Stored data
· · · · · · ·

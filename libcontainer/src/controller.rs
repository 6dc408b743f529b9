//! Translates a [`ContainerSpec`] and an [`NsHandle`] into calls against
//! [`ProcessLauncher`]: `Create` clones a fresh init process, `Run`/`Exec`
//! attach to one that already exists, and `Update` migrates a live process
//! between namespaces one at a time.

use std::path::{Path, PathBuf};
use std::sync::Arc;

use common::error::{NsconError, Result};
use common::syscall::{create_fs_ops, create_process_ops};
use nix::sys::wait::WaitStatus;
use nix::unistd::{ForkResult, Pid};

use crate::configurator::filesystem::FilesystemConfigurator;
use crate::configurator::machine::MachineConfigurator;
use crate::configurator::net::NetConfigurator;
use crate::configurator::user::UserConfigurator;
use crate::configurator::uts::UtsConfigurator;
use crate::configurator::{Configurator, DefaultConfigurator, InsideContext, OutsideContext};
use crate::handle::{CookieGenerator, NsHandle};
use crate::launcher::ProcessLauncher;
use crate::nsflag::NsFlag;
use crate::nsutil;
use crate::spec::{ContainerSpec, RunSpec};

/// Orchestrates a container's whole lifecycle on top of a [`ProcessLauncher`].
pub struct NamespaceController {
    launcher: ProcessLauncher,
    proc_root: PathBuf,
    nsinit_path: PathBuf,
}

impl NamespaceController {
    pub fn new(nsinit_path: PathBuf) -> Self {
        Self::with_roots(nsinit_path, PathBuf::from("/proc"), PathBuf::from("/tmp"))
    }

    pub fn with_roots(nsinit_path: PathBuf, proc_root: PathBuf, ipc_dir: PathBuf) -> Self {
        NamespaceController {
            launcher: ProcessLauncher::with_roots(proc_root.clone(), ipc_dir),
            proc_root,
            nsinit_path,
        }
    }

    /// Clones a fresh init process per `spec` and returns a handle to it.
    pub fn create(&self, spec: &ContainerSpec) -> Result<NsHandle> {
        validate(spec)?;
        let namespaces = self.namespaces_for(spec)?;
        let configurators = build_configurators(spec);
        let argv = if spec.init_argv.is_empty() {
            default_init_argv(&self.nsinit_path, spec.run_spec.uid, spec.run_spec.gid)
        } else {
            spec.init_argv.clone()
        };
        let pid = self
            .launcher
            .new_ns_process(&argv, &namespaces, &configurators, spec, &spec.run_spec)?;
        CookieGenerator::new(&self.proc_root).handle_for(pid.as_raw())
    }

    /// Runs `argv` inside the namespaces `handle`'s init process owns,
    /// returning the pid of the (still running) new process.
    pub fn run(&self, handle: &NsHandle, argv: &[String], run_spec: &RunSpec) -> Result<Pid> {
        let namespaces = nsutil::unshared_namespaces(handle.pid(), &NsFlag::ALL, &self.proc_root)?;
        self.launcher
            .new_ns_process_in_target(argv, &namespaces, handle.pid(), run_spec)
    }

    /// As [`Self::run`], wrapping `shell_cmd` as `/bin/sh -c <shell_cmd>`.
    pub fn run_shell_command(
        &self,
        handle: &NsHandle,
        shell_cmd: &str,
        run_spec: &RunSpec,
    ) -> Result<Pid> {
        let argv = vec![
            "/bin/sh".to_string(),
            "-c".to_string(),
            shell_cmd.to_string(),
        ];
        self.run(handle, &argv, run_spec)
    }

    /// Replaces the calling process with `argv`, after attaching to
    /// `handle`'s namespaces. Only forks when the target owns a pid
    /// namespace — entering one only governs the pid namespace of future
    /// children, so the caller needs one extra fork to actually land inside
    /// it before `execve`.
    pub fn exec(&self, handle: &NsHandle, argv: &[String]) -> Result<()> {
        if argv.is_empty() {
            return Err(NsconError::invalid_argument("argv must not be empty"));
        }
        let namespaces = nsutil::unshared_namespaces(handle.pid(), &NsFlag::ALL, &self.proc_root)?;
        let process = create_process_ops();
        nsutil::attach_namespaces(process.as_ref(), &namespaces, handle.pid(), &self.proc_root)?;

        let argv0 = PathBuf::from(&argv[0]);
        let argv_c = crate::launcher::to_cstrings(argv)?;

        if namespaces.contains(&NsFlag::Pid) {
            match process.fork()? {
                ForkResult::Parent { child } => match process.waitpid(child)? {
                    WaitStatus::Exited(_, code) => std::process::exit(code),
                    _ => std::process::exit(1),
                },
                ForkResult::Child => {
                    process.execve(&argv0, &argv_c)?;
                    std::process::exit(127);
                }
            }
        } else {
            process.execve(&argv0, &argv_c)
        }
    }

    /// Migrates `handle`'s process into each namespace `spec` names, one at
    /// a time: save this process's own namespace, run the outside phase,
    /// attach to the target, run the inside phase, then restore.
    pub fn update(&self, handle: &NsHandle, spec: &ContainerSpec) -> Result<()> {
        let process = create_process_ops();
        let fs = create_fs_ops();
        let proc_self_ns = self.proc_root.join("self/ns");

        for ns in namespace_flags_present(spec) {
            let saved = nsutil::save_namespace(ns, &proc_self_ns)?;
            let configurator = configurator_for_flag(ns);

            let outside_result = configurator.setup_outside_namespace(&OutsideContext {
                spec,
                child_pid: handle.pid(),
                process: process.as_ref(),
                fs: fs.as_ref(),
            });
            if let Err(e) = outside_result {
                let _ = nsutil::restore_and_delete(process.as_ref(), saved);
                return Err(e);
            }

            if let Err(e) =
                nsutil::attach_namespaces(process.as_ref(), &[ns], handle.pid(), &self.proc_root)
            {
                let _ = nsutil::restore_and_delete(process.as_ref(), saved);
                return Err(e);
            }

            let inside_result = configurator.setup_inside_namespace(&InsideContext {
                spec,
                process: process.as_ref(),
                fs: fs.as_ref(),
            });

            nsutil::restore_and_delete(process.as_ref(), saved)?;
            inside_result?;
        }
        Ok(())
    }

    fn namespaces_for(&self, spec: &ContainerSpec) -> Result<Vec<NsFlag>> {
        let wanted = namespace_flags_present(spec);
        let supported = nsutil::supported_namespaces(&self.proc_root.join("self/ns"));
        for ns in &wanted {
            if !supported.contains(ns) {
                return Err(NsconError::unavailable(format!(
                    "{ns} namespace not supported by this kernel"
                )));
            }
        }
        Ok(wanted)
    }
}

fn validate(spec: &ContainerSpec) -> Result<()> {
    if spec.fs.is_some() && spec.mnt.is_none() {
        return Err(NsconError::invalid_argument(
            "fs spec requires a mnt namespace",
        ));
    }
    Ok(())
}

fn namespace_flags_present(spec: &ContainerSpec) -> Vec<NsFlag> {
    let mut flags = Vec::new();
    if spec.user.is_some() {
        flags.push(NsFlag::User);
    }
    if spec.pid.is_some() {
        flags.push(NsFlag::Pid);
    }
    if spec.mnt.is_some() {
        flags.push(NsFlag::Mnt);
    }
    if spec.ipc.is_some() {
        flags.push(NsFlag::Ipc);
    }
    if spec.net.is_some() {
        flags.push(NsFlag::Net);
    }
    if spec.uts.is_some() {
        flags.push(NsFlag::Uts);
    }
    flags
}

/// One configurator per namespace flag, used by `Update`'s per-namespace
/// migration. `Mnt` is excluded from the general factory used by
/// `build_configurators` below since the filesystem configurator already
/// covers it; `Update` still resolves a configurator for it via this
/// function for completeness (entering an already-prepared mount namespace
/// has nothing left for it to do, so it is a no-op there in practice).
fn configurator_for_flag(ns: NsFlag) -> Arc<dyn Configurator> {
    match ns {
        NsFlag::User => Arc::new(UserConfigurator::default()),
        NsFlag::Uts => Arc::new(UtsConfigurator),
        NsFlag::Net => Arc::new(NetConfigurator),
        NsFlag::Pid | NsFlag::Mnt | NsFlag::Ipc => Arc::new(DefaultConfigurator(ns.name())),
    }
}

/// Registration order: filesystem first (it must run before anything that
/// expects the rootfs already pivoted), one per remaining namespace flag,
/// machine-spec marker last.
fn build_configurators(spec: &ContainerSpec) -> Vec<Arc<dyn Configurator>> {
    let mut configurators: Vec<Arc<dyn Configurator>> = Vec::new();
    if spec.mnt.is_some() {
        configurators.push(Arc::new(FilesystemConfigurator::default()));
    }
    for ns in namespace_flags_present(spec) {
        if ns == NsFlag::Mnt {
            continue;
        }
        configurators.push(configurator_for_flag(ns));
    }
    configurators.push(Arc::new(MachineConfigurator));
    configurators
}

fn default_init_argv(nsinit_path: &Path, uid: Option<u32>, gid: Option<u32>) -> Vec<String> {
    vec![
        nsinit_path.to_string_lossy().into_owned(),
        format!("--uid={}", uid.unwrap_or(0)),
        format!("--gid={}", gid.unwrap_or(0)),
    ]
}

#[cfg(test)]
mod tests {
    use super::*;
    use crate::spec::{FsSpec, UtsNamespaceSpec};

    fn controller_with_proc_root(dir: &Path) -> NamespaceController {
        NamespaceController::with_roots(
            PathBuf::from("/sbin/nsinit"),
            dir.to_path_buf(),
            PathBuf::from("/tmp"),
        )
    }

    fn write_supported(dir: &Path, names: &[&str]) {
        let ns_dir = dir.join("self/ns");
        std::fs::create_dir_all(&ns_dir).unwrap();
        for n in names {
            std::fs::write(ns_dir.join(n), "").unwrap();
        }
    }

    #[test]
    fn rejects_fs_without_mnt() {
        let spec = ContainerSpec {
            fs: Some(FsSpec::default()),
            ..Default::default()
        };
        let err = validate(&spec).unwrap_err();
        assert_eq!(err.kind, common::error::ErrorKind::InvalidArgument);
    }

    #[test]
    fn rejects_unsupported_namespace() {
        let dir = tempfile::tempdir().unwrap();
        write_supported(dir.path(), &["mnt"]);
        let controller = controller_with_proc_root(dir.path());
        let spec = ContainerSpec {
            uts: Some(UtsNamespaceSpec::default()),
            ..Default::default()
        };
        let err = controller.namespaces_for(&spec).unwrap_err();
        assert_eq!(err.kind, common::error::ErrorKind::Unavailable);
    }

    #[test]
    fn build_configurators_orders_filesystem_first_and_machine_last() {
        let spec = ContainerSpec {
            mnt: Some(()),
            uts: Some(UtsNamespaceSpec::default()),
            ..Default::default()
        };
        let names: Vec<&str> = build_configurators(&spec).iter().map(|c| c.name()).collect();
        assert_eq!(names.first(), Some(&"filesystem"));
        assert_eq!(names.last(), Some(&"machine"));
        assert!(names.contains(&"uts"));
    }

    #[test]
    fn default_init_argv_includes_uid_and_gid() {
        let argv = default_init_argv(Path::new("/sbin/nsinit"), Some(1000), Some(1000));
        assert_eq!(argv[0], "/sbin/nsinit");
        assert_eq!(argv[1], "--uid=1000");
        assert_eq!(argv[2], "--gid=1000");
    }

    #[test]
    fn create_builds_a_handle_from_the_launched_pid() {
        let dir = tempfile::tempdir().unwrap();
        write_supported(dir.path(), &["pid", "mnt"]);
        let pid_dir = dir.path().join("0");
        std::fs::create_dir_all(&pid_dir).unwrap();
        std::fs::write(
            pid_dir.join("stat"),
            "0 (init) S 0 0 0 0 -1 4194304 0 0 0 0 0 0 0 0 20 0 1 0 1000 0 0 0",
        )
        .unwrap();

        let controller = controller_with_proc_root(dir.path());
        let spec = ContainerSpec {
            pid: Some(()),
            mnt: Some(()),
            ..Default::default()
        };
        let handle = controller.create(&spec).unwrap();
        assert_eq!(handle.pid(), 0);
    }
}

· · · · · · ·

### Required work:
Find the word "nsutil" in the data and show each line that holds it.

### Solution to the problem:
use crate::nsutil;
        let namespaces = nsutil::unshared_namespaces(handle.pid(), &NsFlag::ALL, &self.proc_root)?;
        let namespaces = nsutil::unshared_namespaces(handle.pid(), &NsFlag::ALL, &self.proc_root)?;
        nsutil::attach_namespaces(process.as_ref(), &namespaces, handle.pid(), &self.proc_root)?;
            let saved = nsutil::save_namespace(ns, &proc_self_ns)?;
                let _ = nsutil::restore_and_delete(process.as_ref(), saved);
                nsutil::attach_namespaces(process.as_ref(), &[ns], handle.pid(), &self.proc_root)
                let _ = nsutil::restore_and_delete(process.as_ref(), saved);
            nsutil::restore_and_delete(process.as_ref(), saved)?;
        let supported = nsutil::supported_namespaces(&self.proc_root.join("self/ns"));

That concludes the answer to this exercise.